What this task involves
Search the data for the word "later" and copy each line that has it.

Dataset extract
■ ■ ■ ■ ■ ■ ■
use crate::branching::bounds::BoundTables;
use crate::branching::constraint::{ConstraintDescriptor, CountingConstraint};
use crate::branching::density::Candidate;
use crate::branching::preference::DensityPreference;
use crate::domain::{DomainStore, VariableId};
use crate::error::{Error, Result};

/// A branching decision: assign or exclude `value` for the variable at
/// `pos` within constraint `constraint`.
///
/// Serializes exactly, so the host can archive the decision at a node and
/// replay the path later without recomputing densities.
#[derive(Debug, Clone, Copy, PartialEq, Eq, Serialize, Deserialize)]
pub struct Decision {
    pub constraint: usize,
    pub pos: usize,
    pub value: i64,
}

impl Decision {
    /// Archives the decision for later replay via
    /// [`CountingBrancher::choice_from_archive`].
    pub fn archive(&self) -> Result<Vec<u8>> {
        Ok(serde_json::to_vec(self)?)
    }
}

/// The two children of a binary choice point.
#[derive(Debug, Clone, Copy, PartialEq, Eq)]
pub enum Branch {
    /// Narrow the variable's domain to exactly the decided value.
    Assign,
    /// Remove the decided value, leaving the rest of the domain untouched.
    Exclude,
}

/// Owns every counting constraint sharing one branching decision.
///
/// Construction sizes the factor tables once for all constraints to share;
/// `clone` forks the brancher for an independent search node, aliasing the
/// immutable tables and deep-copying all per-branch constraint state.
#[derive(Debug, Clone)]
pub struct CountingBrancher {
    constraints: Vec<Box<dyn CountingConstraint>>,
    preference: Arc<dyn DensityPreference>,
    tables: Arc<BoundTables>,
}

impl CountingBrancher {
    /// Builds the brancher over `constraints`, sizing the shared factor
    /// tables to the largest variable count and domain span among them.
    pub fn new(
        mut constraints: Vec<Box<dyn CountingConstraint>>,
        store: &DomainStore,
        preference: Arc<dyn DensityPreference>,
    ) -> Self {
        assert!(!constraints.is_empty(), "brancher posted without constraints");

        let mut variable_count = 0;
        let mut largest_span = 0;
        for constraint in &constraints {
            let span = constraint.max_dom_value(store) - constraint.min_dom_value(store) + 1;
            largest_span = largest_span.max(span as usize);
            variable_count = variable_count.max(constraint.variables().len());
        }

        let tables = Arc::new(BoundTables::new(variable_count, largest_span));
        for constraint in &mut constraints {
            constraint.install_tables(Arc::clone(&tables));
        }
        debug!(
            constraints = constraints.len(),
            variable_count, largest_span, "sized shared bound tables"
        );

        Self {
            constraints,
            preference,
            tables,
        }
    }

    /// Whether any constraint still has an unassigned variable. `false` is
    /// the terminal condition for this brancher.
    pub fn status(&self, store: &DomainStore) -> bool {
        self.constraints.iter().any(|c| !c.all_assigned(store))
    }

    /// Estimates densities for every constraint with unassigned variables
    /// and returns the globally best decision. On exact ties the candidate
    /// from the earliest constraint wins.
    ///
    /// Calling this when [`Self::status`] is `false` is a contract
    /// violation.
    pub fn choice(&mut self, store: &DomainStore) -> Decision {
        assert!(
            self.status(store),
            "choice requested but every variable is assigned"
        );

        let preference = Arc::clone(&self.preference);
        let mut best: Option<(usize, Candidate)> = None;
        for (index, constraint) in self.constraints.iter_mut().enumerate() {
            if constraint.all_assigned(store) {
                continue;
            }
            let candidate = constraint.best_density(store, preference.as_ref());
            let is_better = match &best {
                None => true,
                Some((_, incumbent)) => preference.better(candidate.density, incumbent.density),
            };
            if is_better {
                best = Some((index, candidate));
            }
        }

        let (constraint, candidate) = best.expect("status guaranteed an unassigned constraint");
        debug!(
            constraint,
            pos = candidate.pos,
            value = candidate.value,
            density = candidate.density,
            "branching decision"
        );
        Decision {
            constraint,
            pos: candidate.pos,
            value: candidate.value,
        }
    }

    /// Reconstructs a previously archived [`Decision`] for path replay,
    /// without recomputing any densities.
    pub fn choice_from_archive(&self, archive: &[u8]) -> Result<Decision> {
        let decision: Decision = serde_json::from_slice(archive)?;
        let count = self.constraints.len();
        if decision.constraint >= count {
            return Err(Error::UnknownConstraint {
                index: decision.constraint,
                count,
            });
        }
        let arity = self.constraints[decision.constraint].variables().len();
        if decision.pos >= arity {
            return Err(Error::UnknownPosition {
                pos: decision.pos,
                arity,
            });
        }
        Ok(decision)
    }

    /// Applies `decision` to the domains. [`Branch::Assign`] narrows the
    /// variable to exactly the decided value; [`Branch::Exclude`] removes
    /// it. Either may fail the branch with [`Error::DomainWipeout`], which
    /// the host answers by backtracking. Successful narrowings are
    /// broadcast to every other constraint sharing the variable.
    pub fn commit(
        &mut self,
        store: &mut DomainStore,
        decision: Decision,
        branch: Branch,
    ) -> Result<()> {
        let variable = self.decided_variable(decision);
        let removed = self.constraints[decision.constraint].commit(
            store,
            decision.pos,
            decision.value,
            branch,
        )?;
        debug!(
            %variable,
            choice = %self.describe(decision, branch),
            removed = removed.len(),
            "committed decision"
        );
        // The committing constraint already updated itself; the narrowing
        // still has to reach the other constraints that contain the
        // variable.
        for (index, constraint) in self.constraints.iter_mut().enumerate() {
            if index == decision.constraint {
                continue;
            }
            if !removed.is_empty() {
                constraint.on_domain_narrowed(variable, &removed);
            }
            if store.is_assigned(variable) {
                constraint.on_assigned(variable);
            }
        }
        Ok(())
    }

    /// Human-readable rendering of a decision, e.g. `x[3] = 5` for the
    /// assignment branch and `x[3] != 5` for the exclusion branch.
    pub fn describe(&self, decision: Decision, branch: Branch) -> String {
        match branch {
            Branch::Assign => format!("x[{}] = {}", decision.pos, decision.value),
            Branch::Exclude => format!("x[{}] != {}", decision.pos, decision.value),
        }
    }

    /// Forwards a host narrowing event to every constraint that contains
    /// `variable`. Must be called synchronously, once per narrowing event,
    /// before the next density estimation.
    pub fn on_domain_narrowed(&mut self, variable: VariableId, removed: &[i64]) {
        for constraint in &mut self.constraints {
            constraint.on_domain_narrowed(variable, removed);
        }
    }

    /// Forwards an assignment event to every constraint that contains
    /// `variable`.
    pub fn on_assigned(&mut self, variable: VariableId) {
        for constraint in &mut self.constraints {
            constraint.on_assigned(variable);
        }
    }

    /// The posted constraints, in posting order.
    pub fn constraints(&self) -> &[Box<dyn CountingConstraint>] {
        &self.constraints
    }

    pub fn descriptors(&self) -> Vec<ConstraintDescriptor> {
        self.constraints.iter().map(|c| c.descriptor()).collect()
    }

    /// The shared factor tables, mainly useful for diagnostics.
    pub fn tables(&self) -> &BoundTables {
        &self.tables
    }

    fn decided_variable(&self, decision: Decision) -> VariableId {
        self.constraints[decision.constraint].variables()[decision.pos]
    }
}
■ ■ ■ ■ ■ ■ ■
Your solution
/// replay the path later without recomputing densities.
    /// Archives the decision for later replay via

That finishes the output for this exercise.